Un buen día, sin que pareciera haber un claro ganador, sin que se hubiera alcanzado un hito u objetivo particular, casi que por obra del mero hastío y el agotamiento, a las 11 de la mañana del 11 de noviembre de 1918, cesaron las hostilidades. Esta vez no hubo euforia ni celebración, sino una íntima liberación de vencedores y vencidos, una especie de alivio y contenida alegría por poder despertar al fin de lo que a esas alturas era ya una pesadilla eternizada sin propósito ni justificación plausibles. Luego, de la misma forma súbita y atropellada en que lo habían dejado todo por la guerra, les tocó a los soldados emprender el regreso al propio país sin pena ni gloria; transformado ahora en un país distinto: frío, irreconocible y hostil, en nada parecido al que habían abandonado cuatro años antes en medio de vítores y aclamaciones. Ahora, queriendo pasar sin demora la ignominiosa página de la guerra, nadie parecía querer oír hablar de las batallas y sus rigores ni relacionarse con cerriles excombatientes.

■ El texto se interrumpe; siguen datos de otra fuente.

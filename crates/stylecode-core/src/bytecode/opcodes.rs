//! Per-property value enums carried in the OPV header.
//!
//! Values with a `SET`-style code are followed by operand words; the rest
//! stand alone.

pub const ALIGN_CONTENT_STRETCH: u16 = 0x0;
pub const ALIGN_CONTENT_FLEX_START: u16 = 0x1;
pub const ALIGN_CONTENT_FLEX_END: u16 = 0x2;
pub const ALIGN_CONTENT_CENTER: u16 = 0x3;
pub const ALIGN_CONTENT_SPACE_BETWEEN: u16 = 0x4;
pub const ALIGN_CONTENT_SPACE_AROUND: u16 = 0x5;
pub const ALIGN_CONTENT_SPACE_EVENLY: u16 = 0x6;

pub const JUSTIFY_CONTENT_FLEX_START: u16 = 0x0;
pub const JUSTIFY_CONTENT_FLEX_END: u16 = 0x1;
pub const JUSTIFY_CONTENT_CENTER: u16 = 0x2;
pub const JUSTIFY_CONTENT_SPACE_BETWEEN: u16 = 0x3;
pub const JUSTIFY_CONTENT_SPACE_AROUND: u16 = 0x4;
pub const JUSTIFY_CONTENT_SPACE_EVENLY: u16 = 0x5;

pub const BACKGROUND_IMAGE_NONE: u16 = 0x0;
/// Operand: string table index of the resolved URL.
pub const BACKGROUND_IMAGE_URI: u16 = 0x80;

/// Shared by `row-gap` and `column-gap`.
pub const GAP_NORMAL: u16 = 0x0;
/// Operands: fixed value, unit.
pub const GAP_SET: u16 = 0x80;

/// Shared by the four grid line longhands.
pub const GRID_LINE_AUTO: u16 = 0x0;
/// Operand: fixed-point line number.
pub const GRID_LINE_SET: u16 = 0x80;

/// Shared by `grid-template-rows` and `grid-template-columns`.
pub const GRID_TEMPLATE_NONE: u16 = 0x0;
/// Operands: track count, then a fixed value and unit per track.
pub const GRID_TEMPLATE_SET: u16 = 0x80;

pub const GRID_AUTO_FLOW_ROW: u16 = 0x0;
pub const GRID_AUTO_FLOW_COLUMN: u16 = 0x1;
pub const GRID_AUTO_FLOW_ROW_DENSE: u16 = 0x2;
pub const GRID_AUTO_FLOW_COLUMN_DENSE: u16 = 0x3;

pub const OBJECT_FIT_FILL: u16 = 0x0;
pub const OBJECT_FIT_CONTAIN: u16 = 0x1;
pub const OBJECT_FIT_COVER: u16 = 0x2;
pub const OBJECT_FIT_NONE: u16 = 0x3;
pub const OBJECT_FIT_SCALE_DOWN: u16 = 0x4;

// object-position packs the horizontal choice in the high nibble and the
// vertical choice in the low nibble. `*_SET` halves carry a fixed value and
// unit, horizontal first.
pub const OBJECT_POSITION_HORZ_MASK: u16 = 0xf0;
pub const OBJECT_POSITION_HORZ_SET: u16 = 0x80;
pub const OBJECT_POSITION_HORZ_CENTER: u16 = 0x40;
pub const OBJECT_POSITION_HORZ_RIGHT: u16 = 0x20;
pub const OBJECT_POSITION_HORZ_LEFT: u16 = 0x10;
pub const OBJECT_POSITION_VERT_MASK: u16 = 0x0f;
pub const OBJECT_POSITION_VERT_SET: u16 = 0x08;
pub const OBJECT_POSITION_VERT_CENTER: u16 = 0x04;
pub const OBJECT_POSITION_VERT_BOTTOM: u16 = 0x02;
pub const OBJECT_POSITION_VERT_TOP: u16 = 0x01;

pub const TRANSFORM_NONE: u16 = 0x0;
/// Operands: function count, then per function its code, a fixed value and
/// unit, and a second value and unit for the two-argument functions.
pub const TRANSFORM_FUNCTIONS: u16 = 0x1;

pub const TRANSFORM_FN_TRANSLATE: u32 = 1;
pub const TRANSFORM_FN_TRANSLATE_X: u32 = 2;
pub const TRANSFORM_FN_TRANSLATE_Y: u32 = 3;
pub const TRANSFORM_FN_SCALE: u32 = 4;
pub const TRANSFORM_FN_SCALE_X: u32 = 5;
pub const TRANSFORM_FN_SCALE_Y: u32 = 6;
pub const TRANSFORM_FN_ROTATE: u32 = 7;

/// Words a transform function occupies, code included.
pub const fn transform_fn_len(code: u32) -> usize {
    match code {
        TRANSFORM_FN_TRANSLATE | TRANSFORM_FN_SCALE => 5,
        _ => 3,
    }
}
//! stylecode command-line driver.
//!
//! Compiles one or two inline declaration lists, cascades each as a single
//! element, composes the child against the parent and prints both computed
//! styles as JSON.

use std::path::PathBuf;

use anyhow::{Context, Result, bail};
use serde::Serialize;
use stylecode_core::{ComputedStyle, ParseContext, SelectState, parse_declaration_list, tokenize};
use stylecode_types::config::EngineConfig;

const USAGE: &str = "Usage: stylecode-cli [--config FILE] PARENT_DECLS [CHILD_DECLS]";

#[derive(Debug, PartialEq)]
struct Args {
    config: Option<PathBuf>,
    parent: String,
    child: Option<String>,
}

#[derive(Serialize)]
struct Output {
    parent: ComputedStyle,
    #[serde(skip_serializing_if = "Option::is_none")]
    child: Option<ComputedStyle>,
}

fn parse_args(mut iter: impl Iterator<Item = String>) -> Result<Args> {
    let mut config = None;
    let mut positional = Vec::new();
    while let Some(arg) = iter.next() {
        match arg.as_str() {
            "--config" => match iter.next() {
                Some(path) => config = Some(PathBuf::from(path)),
                None => bail!("--config needs a file argument\n{USAGE}"),
            },
            "-h" | "--help" => bail!("{USAGE}"),
            _ => positional.push(arg),
        }
    }
    let mut positional = positional.into_iter();
    let Some(parent) = positional.next() else {
        bail!("missing declarations\n{USAGE}");
    };
    let child = positional.next();
    if let Some(extra) = positional.next() {
        bail!("unexpected argument: {extra}\n{USAGE}");
    }
    Ok(Args {
        config,
        parent,
        child,
    })
}

/// Parse and cascade `text` as the only declarations of one element.
fn cascade_element(config: &EngineConfig, text: &str) -> Result<ComputedStyle> {
    let mut ctx = ParseContext::new(config);
    let style = parse_declaration_list(&mut ctx, &tokenize(text))
        .context("declaration list ran out of buffer space")?;
    log::debug!("compiled {} bytecode words", style.len());

    let strings = ctx.into_strings();
    let mut state = SelectState::new();
    state
        .cascade(&style, &strings, config.origin, 0)
        .context("cascade ran out of memory")?;
    Ok(state.finish())
}

fn run(args: &Args) -> Result<Output> {
    let config = match &args.config {
        Some(path) => EngineConfig::load(path)
            .with_context(|| format!("loading config {}", path.display()))?,
        None => EngineConfig::default(),
    };

    let parent = cascade_element(&config, &args.parent)?
        .resolve_root()
        .context("composing parent style")?;
    let child = match &args.child {
        Some(text) => {
            let child = cascade_element(&config, text)?;
            Some(ComputedStyle::compose(&parent, &child).context("composing child style")?)
        },
        None => None,
    };
    Ok(Output { parent, child })
}

fn main() -> Result<()> {
    env_logger::Builder::from_env(env_logger::Env::default().default_filter_or("info")).init();

    let args = parse_args(std::env::args().skip(1))?;
    let output = run(&args)?;
    println!("{}", serde_json::to_string_pretty(&output)?);
    Ok(())
}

A duras penas pude llegar consternado al final del documental, pues se me hizo intolerable pensar que ese infierno que yo había vivido a distancia y desde la tranquilidad de una habitación silenciosa y apacible durante poco más de una hora, fue la vida diaria de millones de combatientes durante cuatro años dantescos. Para muchos, más de un millón de ingleses solamente, fue también la última morada. Pero hubo otro pensamiento que me mortificaba todavía más: el sinsentido de que aquellos jóvenes caballerosos, alegres y desenfadados del partido de rugby veraniego en la campiña inglesa, hubieran tenido que cruzarse luego como temibles y mortíferos adversarios sobre el campo de batalla.